Sunday, February 11, 2007

Prisons

I've just read Angela Davis' Are Prisons Obsolete? (2003):

"Consider the case of California, whose landscape has been thoroughly prisonized over the last twenty years. The first state prison in California was San Quentin, which opened in 1852. Folsom, another well-known institution opened in 1880. Between 1880 and 1933, when a facility for women was opened in Tehachapi, there was not a single new prison constructed. In 1952, the California Institution for Women opened and Tehachapi became a new prison for men. In all, between 1852 and 1955, nine prisons were constructed in California. Between 1962 and 1965, two camps were established, along with the California Rehabilitation Center. Not a single prison opened during the second half of the sixties, nor during the entire decade of the 1970s.

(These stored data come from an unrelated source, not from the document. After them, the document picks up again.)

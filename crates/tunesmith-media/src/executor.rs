//! Serialized execution of [`TransformJob`]s.
//!
//! The codec is treated as a non-reentrant resource: every job goes through
//! one background loop, strictly one after another.  Each job gets its own
//! scratch directory under the configured root; everything written there
//! (normalised inputs, concat lists, staged outputs) is removed before the
//! caller sees the result.

use std::ffi::OsString;
use std::io;
use std::path::{Path, PathBuf};
use std::sync::Arc;

use tokio::fs;
use tokio::sync::{mpsc, oneshot};
use tracing::{debug, info, warn};

use crate::error::{Stage, TransformError};
use crate::job::{TransformJob, TransformOp, concat_args, concat_list};
use crate::runner::CodecRunner;

/// Last bytes of codec stderr kept in logs.
const STDERR_TAIL: usize = 2048;

struct Command {
    job: TransformJob,
    reply: oneshot::Sender<Result<PathBuf, TransformError>>,
}

/// Handle to the transform worker.  Cheap to clone; the worker stops once
/// every handle is dropped.
#[derive(Clone)]
pub struct TransformExecutor {
    tx: mpsc::Sender<Command>,
}

impl TransformExecutor {
    /// Spawn the worker loop.  `capacity` bounds the number of queued jobs
    /// before `execute` starts waiting.
    pub fn start(
        runner: Arc<dyn CodecRunner>,
        scratch_root: impl Into<PathBuf>,
        capacity: usize,
    ) -> Self {
        let (tx, mut rx) = mpsc::channel::<Command>(capacity.max(1));
        let worker = Worker {
            runner,
            scratch_root: scratch_root.into(),
        };

        tokio::spawn(async move {
            while let Some(Command { job, reply }) = rx.recv().await {
                let result = worker.process(&job).await;
                if reply.send(result).is_err() {
                    debug!(kind = %job.kind(), "transform caller went away before the result");
                }
            }
            debug!("transform executor stopped");
        });

        Self { tx }
    }

    /// Run `job` and return the final output path.  Jobs are validated
    /// again here so nothing invalid ever reaches the codec.
    pub async fn execute(&self, job: TransformJob) -> Result<PathBuf, TransformError> {
        job.validate()?;
        let (reply, rx) = oneshot::channel();
        self.tx
            .send(Command { job, reply })
            .await
            .map_err(|_| TransformError::ExecutorClosed)?;
        rx.await.map_err(|_| TransformError::ExecutorClosed)?
    }
}

struct Worker {
    runner: Arc<dyn CodecRunner>,
    scratch_root: PathBuf,
}

impl Worker {
    async fn process(&self, job: &TransformJob) -> Result<PathBuf, TransformError> {
        info!(kind = %job.kind(), inputs = job.inputs().len(), output = %job.output().display(), "running transform");

        fs::create_dir_all(&self.scratch_root).await?;
        let scratch = tempfile::Builder::new()
            .prefix("job-")
            .tempdir_in(&self.scratch_root)?;

        let result = self.run_in(job, scratch.path()).await;

        let scratch_path = scratch.path().to_path_buf();
        if let Err(e) = scratch.close() {
            warn!(scratch = %scratch_path.display(), "failed to remove scratch directory: {e}");
        }

        match &result {
            Ok(path) => info!(kind = %job.kind(), output = %path.display(), "transform finished"),
            Err(e) => warn!(kind = %job.kind(), "transform failed: {e}"),
        }
        result
    }

    async fn run_in(&self, job: &TransformJob, scratch: &Path) -> Result<PathBuf, TransformError> {
        let staged = scratch.join(format!("output.{}", job.output_extension()));

        match job.op() {
            TransformOp::Concatenate { format } => {
                let mut normalized = Vec::with_capacity(job.inputs().len());
                for (index, input) in job.inputs().iter().enumerate() {
                    let target = scratch.join(format!("input-{index}.{}", format.codec.extension()));
                    let step = TransformJob::format_convert(input, *format, &target)?;
                    self.invoke(Stage::Normalize { index }, step.codec_args(input, &target), &target)
                        .await?;
                    normalized.push(target);
                }

                let list = scratch.join("inputs.txt");
                fs::write(&list, concat_list(&normalized)).await?;
                self.invoke(Stage::Final, concat_args(&list, &staged), &staged)
                    .await?;
            }
            _ => {
                let input = job.inputs().first().ok_or_else(|| {
                    TransformError::Validation("transform has no input".into())
                })?;
                self.invoke(Stage::Final, job.codec_args(input, &staged), &staged)
                    .await?;
            }
        }

        promote(&staged, job.output()).await
    }

    /// One codec run.  Succeeds only on a zero exit status with a non-empty
    /// file at `expected`.
    async fn invoke(
        &self,
        stage: Stage,
        args: Vec<OsString>,
        expected: &Path,
    ) -> Result<(), TransformError> {
        let output = self
            .runner
            .run(&args)
            .await
            .map_err(|e| TransformError::Codec {
                stage,
                status: None,
                stderr: format!("failed to launch codec: {e}"),
            })?;

        if !output.success() {
            warn!(%stage, status = ?output.status, stderr = %tail(&output.stderr), "codec exited with an error");
            return Err(TransformError::Codec {
                stage,
                status: output.status,
                stderr: output.stderr,
            });
        }

        match fs::metadata(expected).await {
            Ok(meta) if meta.len() > 0 => Ok(()),
            _ => Err(TransformError::Codec {
                stage,
                status: output.status,
                stderr: format!("codec produced no output at {}", expected.display()),
            }),
        }
    }
}

/// Move the staged output to `dest`, removing any previous file there
/// first.
async fn promote(staged: &Path, dest: &Path) -> Result<PathBuf, TransformError> {
    if let Some(parent) = dest.parent().filter(|p| !p.as_os_str().is_empty()) {
        fs::create_dir_all(parent).await?;
    }

    match fs::remove_file(dest).await {
        Ok(()) => debug!(dest = %dest.display(), "replaced previous output"),
        Err(e) if e.kind() == io::ErrorKind::NotFound => {}
        Err(e) => return Err(e.into()),
    }

    if let Err(e) = fs::rename(staged, dest).await {
        // Scratch and destination may live on different filesystems.
        debug!("rename failed ({e}), copying instead");
        fs::copy(staged, dest).await?;
    }
    Ok(dest.to_path_buf())
}

fn tail(s: &str) -> &str {
    if s.len() <= STDERR_TAIL {
        return s;
    }
    let mut start = s.len() - STDERR_TAIL;
    while !s.is_char_boundary(start) {
        start += 1;
    }
    &s[start..]
}

#[cfg(test)]
mod tests {
    use super::*;
    use crate::job::TargetFormat;
    use crate::testing::FakeRunner;

    fn scratch_entries(root: &Path) -> usize {
        std::fs::read_dir(root).map(|d| d.count()).unwrap_or(0)
    }

    fn setup() -> (tempfile::TempDir, PathBuf, Arc<FakeRunner>, TransformExecutor) {
        let dir = tempfile::tempdir().unwrap();
        let scratch = dir.path().join("scratch");
        let runner = Arc::new(FakeRunner::default());
        let executor = TransformExecutor::start(runner.clone(), &scratch, 8);
        (dir, scratch, runner, executor)
    }

    #[tokio::test]
    async fn trim_promotes_output_and_cleans_scratch() {
        let (dir, scratch, runner, executor) = setup();
        let out = dir.path().join("out").join("cut.wav");

        let job = TransformJob::trim("in.mp3", 0, 1_000, Some(5_000), TargetFormat::wav(), &out)
            .unwrap();
        let path = executor.execute(job).await.unwrap();

        assert_eq!(path, out);
        assert!(out.exists());
        assert_eq!(runner.calls().len(), 1);
        assert_eq!(scratch_entries(&scratch), 0);
    }

    #[tokio::test]
    async fn concat_normalizes_every_input_before_joining() {
        let (dir, scratch, runner, executor) = setup();
        let inputs = vec![
            PathBuf::from("a-44100.mp3"),
            PathBuf::from("b-22050.wav"),
            PathBuf::from("c-44100.mp3"),
        ];
        let out = dir.path().join("joined.mp3");

        let job = TransformJob::concatenate(inputs, TargetFormat::default(), &out).unwrap();
        executor.execute(job).await.unwrap();

        let calls = runner.calls();
        assert_eq!(calls.len(), 4);
        for call in &calls[..3] {
            assert!(call.windows(2).any(|w| w == ["-ar", "44100"]));
            assert!(call.windows(2).any(|w| w == ["-ac", "2"]));
        }
        assert!(calls[3].windows(2).any(|w| w == ["-f", "concat"]));
        assert!(out.exists());
        assert_eq!(scratch_entries(&scratch), 0);
    }

    #[tokio::test]
    async fn failed_normalization_skips_concat() {
        let (dir, scratch, runner, executor) = setup();
        runner.fail_when("b-22050");
        let out = dir.path().join("joined.mp3");

        let inputs = vec![
            PathBuf::from("a-44100.mp3"),
            PathBuf::from("b-22050.wav"),
            PathBuf::from("c-44100.mp3"),
        ];
        let job = TransformJob::concatenate(inputs, TargetFormat::default(), &out).unwrap();
        let err = executor.execute(job).await.unwrap_err();

        assert_eq!(err.stage(), Some(Stage::Normalize { index: 1 }));
        let calls = runner.calls();
        assert_eq!(calls.len(), 2);
        assert!(!calls.iter().any(|c| c.iter().any(|a| a == "concat")));
        assert!(!out.exists());
        assert_eq!(scratch_entries(&scratch), 0);
    }

    #[tokio::test]
    async fn nonzero_exit_is_a_codec_error_and_keeps_previous_output() {
        let (dir, scratch, runner, executor) = setup();
        let out = dir.path().join("louder.mp3");
        std::fs::write(&out, b"previous").unwrap();
        runner.fail_when("volume=");

        let job = TransformJob::volume_adjust("in.mp3", 0, 1_000, 2.0, None, TargetFormat::default(), &out)
            .unwrap();
        let err = executor.execute(job).await.unwrap_err();

        assert!(matches!(err, TransformError::Codec { stage: Stage::Final, status: Some(1), .. }));
        assert_eq!(std::fs::read(&out).unwrap(), b"previous");
        assert_eq!(scratch_entries(&scratch), 0);
    }

    #[tokio::test]
    async fn success_replaces_previous_output() {
        let (dir, _scratch, _runner, executor) = setup();
        let out = dir.path().join("song.mp3");
        std::fs::write(&out, b"old").unwrap();

        let job = TransformJob::format_convert("in.wav", TargetFormat::default(), &out).unwrap();
        executor.execute(job).await.unwrap();

        assert_eq!(std::fs::read(&out).unwrap(), FakeRunner::OUTPUT);
    }

    #[tokio::test]
    async fn empty_output_counts_as_failure() {
        let (dir, scratch, runner, executor) = setup();
        runner.write_nothing();

        let job = TransformJob::format_convert("in.wav", TargetFormat::wav(), dir.path().join("o.wav"))
            .unwrap();
        let err = executor.execute(job).await.unwrap_err();

        assert!(matches!(err, TransformError::Codec { status: Some(0), .. }));
        assert_eq!(scratch_entries(&scratch), 0);
    }

    #[test]
    fn tail_respects_char_boundaries() {
        let long = "é".repeat(STDERR_TAIL);
        let t = tail(&long);
        assert!(t.len() <= STDERR_TAIL);
        assert!(t.chars().all(|c| c == 'é'));
    }
}
//======---------------------------------------------------------------======//
//                                                                           //
// Copyright 2022-2023 Evan Cox <evanacox00@gmail.com>. All rights reserved. //
//                                                                           //
// Use of this source code is governed by a BSD-style license that can be    //
// found in the LICENSE.txt file at the root of this project, or at the      //
// following link: https://opensource.org/licenses/BSD-3-Clause              //
//                                                                           //
//======---------------------------------------------------------------======//

//! Splits vertex blocks around the messages they exchange.
//!
//! In the vertex-centric model a message sent during one superstep is only
//! visible during the next one. A vertex block that both sends (an inner
//! neighbor loop, or a random write) and then needs the messages received
//! therefore has to become two vertex blocks with a sequential block between
//! them, which is what this pass does:
//!
//! 1. [`find_communication`] walks the vertex blocks, tags the loops, registers
//!    the communication units and queues the receivers.
//! 2. [`split_vertex_block`] rewires every block that ended up with receivers.

mod detect;
mod error;
mod split;

pub use detect::*;
pub use error::*;
pub use split::*;

use crate::ir::Procedure;
use crate::pass::{PassEffect, ProcedureTransformPass};
use log::debug;

/// Detects the communication in a procedure and splits every vertex block
/// that communicates, in the order the blocks were found.
///
/// A procedure without an entry block is left alone. Returns the blocks created
/// by each split. Errors are broken invariants from an earlier stage, and stop
/// the pass at the first one.
pub fn split_communication(proc: &mut Procedure) -> Result<Vec<SplitBlocks>, CommError> {
    let (ast, info) = proc.parts_mut();

    if info.entry_block().is_none() {
        return Ok(Vec::new());
    }

    let targets = find_communication(ast, info)?;

    debug!(
        "found {} communicating vertex block(s) in `{}`",
        targets.len(),
        proc.name()
    );

    let info = proc.backend_info_mut();

    targets
        .iter()
        .map(|block| split_vertex_block(info, block))
        .collect()
}

/// Runs [`split_communication`] over each procedure.
///
/// Panics with the broken invariant if the procedure violates any of the
/// requirements of the pass.
pub struct SplitCommunicationPass;

impl ProcedureTransformPass for SplitCommunicationPass {
    fn run(&mut self, proc: &mut Procedure) -> PassEffect {
        match split_communication(proc) {
            Ok(splits) if splits.is_empty() => PassEffect::Unchanged,
            Ok(_) => PassEffect::Modified,
            Err(e) => panic!("internal compiler error in `{}`: {e}", proc.name()),
        }
    }
}
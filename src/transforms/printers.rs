//======---------------------------------------------------------------======//
//                                                                           //
// Copyright 2022-2023 Evan Cox <evanacox00@gmail.com>. All rights reserved. //
//                                                                           //
// Use of this source code is governed by a BSD-style license that can be    //
// found in the LICENSE.txt file at the root of this project, or at the      //
// following link: https://opensource.org/licenses/BSD-3-Clause              //
//                                                                           //
//======---------------------------------------------------------------======//

use crate::cfg;
use crate::ir::{Procedure, Program};
use crate::pass::{PassEffect, ProcedureTransformPass, ProgramTransformPass};
use std::io;

/// This is a pass that writes out a textual representation of the block
/// graph of each procedure it runs over to a given stream.
pub struct ProcedureWriterPass {
    out: Box<dyn io::Write>,
}

impl ProcedureWriterPass {
    /// Shorthand for a writer that prints to [`std::io::stdout`].
    pub fn stdout() -> Self {
        Self::with_writer(io::stdout())
    }

    /// Shorthand for a writer that prints to [`std::io::stderr`].
    pub fn stderr() -> Self {
        Self::with_writer(io::stderr())
    }

    /// Creates an instance of the pass with a given writer.
    ///
    /// This writer will be where each procedure is printed out when the
    /// pass is run.
    pub fn with_writer<T: io::Write + 'static>(writer: T) -> Self {
        Self {
            out: Box::new(writer),
        }
    }
}

impl ProcedureTransformPass for ProcedureWriterPass {
    fn run(&mut self, proc: &mut Procedure) -> PassEffect {
        self.out
            .write_all(cfg::stringify_procedure(proc).as_bytes())
            .expect("unable to write procedure to writer");

        PassEffect::Unchanged
    }
}

/// Writes out every procedure in a program, in definition order.
pub struct ProgramWriterPass {
    out: Box<dyn io::Write>,
}

impl ProgramWriterPass {
    /// Shorthand for a writer that prints to [`std::io::stdout`].
    pub fn stdout() -> Self {
        Self::with_writer(io::stdout())
    }

    /// Shorthand for a writer that prints to [`std::io::stderr`].
    pub fn stderr() -> Self {
        Self::with_writer(io::stderr())
    }

    /// Creates an instance of the pass with a given writer.
    pub fn with_writer<T: io::Write + 'static>(writer: T) -> Self {
        Self {
            out: Box::new(writer),
        }
    }
}

impl ProgramTransformPass for ProgramWriterPass {
    fn run(&mut self, program: &mut Program) -> PassEffect {
        self.out
            .write_all(cfg::stringify_program(program).as_bytes())
            .expect("unable to write program to writer");

        PassEffect::Unchanged
    }
}

#[cfg(test)]
mod tests {
    use super::*;
    use crate::cfg::BlockKind;
    use std::sync::{Arc, Mutex};

    #[derive(Clone, Default)]
    struct SharedBuffer(Arc<Mutex<Vec<u8>>>);

    impl io::Write for SharedBuffer {
        fn write(&mut self, buf: &[u8]) -> io::Result<usize> {
            self.0.lock().unwrap().extend_from_slice(buf);

            Ok(buf.len())
        }

        fn flush(&mut self) -> io::Result<()> {
            Ok(())
        }
    }

    impl SharedBuffer {
        fn contents(&self) -> String {
            String::from_utf8(self.0.lock().unwrap().clone()).unwrap()
        }
    }

    fn program() -> Program {
        let mut program = Program::new("printers");

        for name in ["first", "second"] {
            let mut b = program.define_procedure(name);
            let bb = b.create_block(BlockKind::Seq);

            b.set_entry(bb);
            b.define();
        }

        program
    }

    #[test]
    fn procedure_writer_matches_stringify() {
        let mut program = program();
        let buf = SharedBuffer::default();
        let mut pass = ProcedureWriterPass::with_writer(buf.clone());
        let first = program.find_procedure_by_name("first").unwrap();
        let proc = program.procedure_mut(first);

        assert_eq!(pass.run(proc), PassEffect::Unchanged);
        assert_eq!(buf.contents(), cfg::stringify_procedure(proc));
    }

    #[test]
    fn program_writer_writes_every_procedure() {
        let mut program = program();
        let buf = SharedBuffer::default();
        let mut pass = ProgramWriterPass::with_writer(buf.clone());

        assert_eq!(pass.run(&mut program), PassEffect::Unchanged);

        let out = buf.contents();

        assert_eq!(out, cfg::stringify_program(&program));
        assert!(out.find("procedure first").unwrap() < out.find("procedure second").unwrap());
    }
}
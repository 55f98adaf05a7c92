//======---------------------------------------------------------------======//
//                                                                           //
// Copyright 2022-2023 Evan Cox <evanacox00@gmail.com>. All rights reserved. //
//                                                                           //
// Use of this source code is governed by a BSD-style license that can be    //
// found in the LICENSE.txt file at the root of this project, or at the      //
// following link: https://opensource.org/licenses/BSD-3-Clause              //
//                                                                           //
//======---------------------------------------------------------------======//

use crate::ast::Ast;
use crate::cfg::BackendInfo;
use crate::dense_arena_key;
use crate::ir::ProgramContext;

dense_arena_key! {
    /// The reference type for a [`Procedure`]. These are looked up
    /// at the [`Program`](crate::ir::Program) level.
    pub struct Proc;
}

/// A single procedure: its statement tree, and the backend's view of it.
#[derive(Debug, Clone)]
pub struct Procedure {
    name: String,
    proc: Proc,
    context: ProgramContext,
    ast: Ast,
    backend: BackendInfo,
}

impl Procedure {
    /// Creates an empty procedure. Its blocks get their ids from `ctx`.
    pub fn new(name: String, proc: Proc, ctx: ProgramContext) -> Self {
        let backend = BackendInfo::new(ctx.block_ids());

        Self {
            name,
            proc,
            context: ctx,
            ast: Ast::default(),
            backend,
        }
    }

    /// Gets the name of the procedure.
    #[inline]
    pub fn name(&self) -> &str {
        &self.name
    }

    /// Gets a [`Proc`] that refers to `self`.
    #[inline]
    pub fn proc(&self) -> Proc {
        self.proc
    }

    /// Gets the context of the program containing this procedure.
    #[inline]
    pub fn ctx(&self) -> &ProgramContext {
        &self.context
    }

    /// The statement tree.
    #[inline]
    pub fn ast(&self) -> &Ast {
        &self.ast
    }

    /// The statement tree.
    #[inline]
    pub fn ast_mut(&mut self) -> &mut Ast {
        &mut self.ast
    }

    /// The blocks and communication units.
    #[inline]
    pub fn backend_info(&self) -> &BackendInfo {
        &self.backend
    }

    /// The blocks and communication units.
    #[inline]
    pub fn backend_info_mut(&mut self) -> &mut BackendInfo {
        &mut self.backend
    }

    /// Borrows the statement tree and the backend state at the same time,
    /// for analyses that annotate one while walking the other.
    #[inline]
    pub fn parts_mut(&mut self) -> (&mut Ast, &mut BackendInfo) {
        (&mut self.ast, &mut self.backend)
    }

    pub(in crate::ir) fn replace_body(&mut self, ast: Ast, backend: BackendInfo) {
        self.ast = ast;
        self.backend = backend;
    }
}
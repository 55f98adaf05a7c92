//======---------------------------------------------------------------======//
//                                                                           //
// Copyright 2022-2023 Evan Cox <evanacox00@gmail.com>. All rights reserved. //
//                                                                           //
// Use of this source code is governed by a BSD-style license that can be    //
// found in the LICENSE.txt file at the root of this project, or at the      //
// following link: https://opensource.org/licenses/BSD-3-Clause              //
//                                                                           //
//======---------------------------------------------------------------======//

//! Defines the "transform" passes of the backend.
//!
//! These are the passes that can (potentially) modify a procedure, and don't
//! actually logically yield a result.
//!
//! Some of these "transforms" are not actually transformations (e.g.
//! the verify pass is a "transform pass" even though it changes nothing),
//! but the communication splitter is the one that does the real work.

mod printers;
mod split_comm;
mod verify;

pub use printers::*;
pub use split_comm::*;
pub use verify::*;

"However, a massive project of prison construction was initiated during the 1980s--that is, during the years of the Reagan presidency. Nine prisons, including the Northern California Facility for Women, were opened between 1984 and 1989. Recall that it had taken more than a hundred years to build the first nine California prisons. In less than a single decade, the number of California prisons doubled. And during the 1990s, twelve new prisons were opened, including two more for women. In 1995, the Valley State Prison for Women was opened. According to its mission statement, it "provides 1,980 women's beds for California's overcrowded prison system." However, in 2002, there were 3,570 prisoners and the other two women's prisons were equally overcrowded.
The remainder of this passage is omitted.